Abstract 1901: Mechanisms of sensitivity and resistance to CDK2 inhibitors.

Abstract CDK2 is a core cell-cycle kinase that phosphorylates many substrates to drive progression through the cell cycle. We used several CDK2 inhibitors in clinical development to interrogate CDK2 substrate phosphorylation, cell-cycle progression, and drug adaptation in preclinical models. Whereas CDK1 is known to compensate for loss of CDK2 in Cdk2-/- mice, this is not true for acute inhibition of CDK2. In normal mammary cells and estrogen receptor-positive breast cancer cells, CDK2 inhibition causes a rapid loss of substrate phosphorylation that is rapidly restored by a hard-wired cell-cycle buffering mechanism in which CDK4/6 maintains Rb hyper-phosphorylation, E2F transcriptional activity, and Cyclin A2 expression, enabling re-activation of CDK2. Thus, we hypothesized that sensitivity to CDK2 inhibition is linked to the absence of this CDK4/6-mediated compensatory mechanism. Indeed, we found that Cyclin E1-driven ovarian cancers often co-express the tumor suppressor p16, which inhibits CDK4/6. We show that ovarian cancer cells expressing p16 exhibit heightened sensitivity to CDK2 inhibitors and that depletion of p16 renders them resistant. Multiplexed immunofluorescence of 225 ovarian patient tumors reveals that at least 18% of tumors express high Cyclin E1 and high p16, a group that we expect to be particularly sensitive to CDK2 inhibition. These data further reveal two cell-cycle entry paths that are readily detectable in patient tumors - the canonical CDK4/6-Cyclin D path, and the CDK2-Cyclin E path ‘bypass’ path. Thus, p16 may be a useful biomarker for identifying the patients that are most dependent on the CDK2-Cyclin E path and are thus most likely to benefit from CDK2 inhibitors.

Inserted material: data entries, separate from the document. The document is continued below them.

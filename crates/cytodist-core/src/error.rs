use core::fmt;
use std::path::PathBuf;

/// Errors raised by the measurement pipeline.
///
/// Per-image errors (`Decode`, `InvalidChannel`, `EmptyImage`,
/// `EmptyReferenceMask`) propagate to the batch aggregator, which applies the
/// configured failure policy. `Image`, `ReportWrite`, and `Io` are always
/// fatal to a run.
#[derive(Debug, Clone, PartialEq, Eq)]
pub enum Error {
    /// Image file unreadable, corrupt, or in an unsupported format.
    Decode(String),
    /// A channel index past the image's channel count was requested.
    InvalidChannel { requested: usize, available: u8 },
    /// A zero-area plane was passed to segmentation.
    EmptyImage,
    /// A distance field was requested for an all-background mask.
    EmptyReferenceMask,
    /// A per-image failure that aborted the batch, with the offending file.
    Image { path: PathBuf, message: String },
    /// The report destination could not be written.
    ReportWrite(String),
    /// Filesystem error outside of decoding and report writing.
    Io(String),
}

impl fmt::Display for Error {
    fn fmt(&self, f: &mut fmt::Formatter<'_>) -> fmt::Result {
        match self {
            Self::Decode(msg) => write!(f, "failed to decode image: {}", msg),
            Self::InvalidChannel {
                requested,
                available,
            } => write!(
                f,
                "channel {} requested but image has {} channel(s)",
                requested, available
            ),
            Self::EmptyImage => write!(f, "image plane has zero area"),
            Self::EmptyReferenceMask => {
                write!(f, "reference mask contains no foreground pixels")
            }
            Self::Image { path, message } => write!(f, "{}: {}", path.display(), message),
            Self::ReportWrite(msg) => write!(f, "failed to write report: {}", msg),
            Self::Io(msg) => write!(f, "i/o error: {}", msg),
        }
    }
}

impl std::error::Error for Error {}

Citation Format: Sabrina L. Spencer. Mechanisms of sensitivity and resistance to CDK2 inhibitors abstract. In: Proceedings of the American Association for Cancer Research Annual Meeting 2026; Part 1 (Regular Abstracts); 2026 Apr 17-22; San Diego, CA. Philadelphia (PA): AACR; Cancer Res 2026;86(7 Suppl):Abstract nr 1901.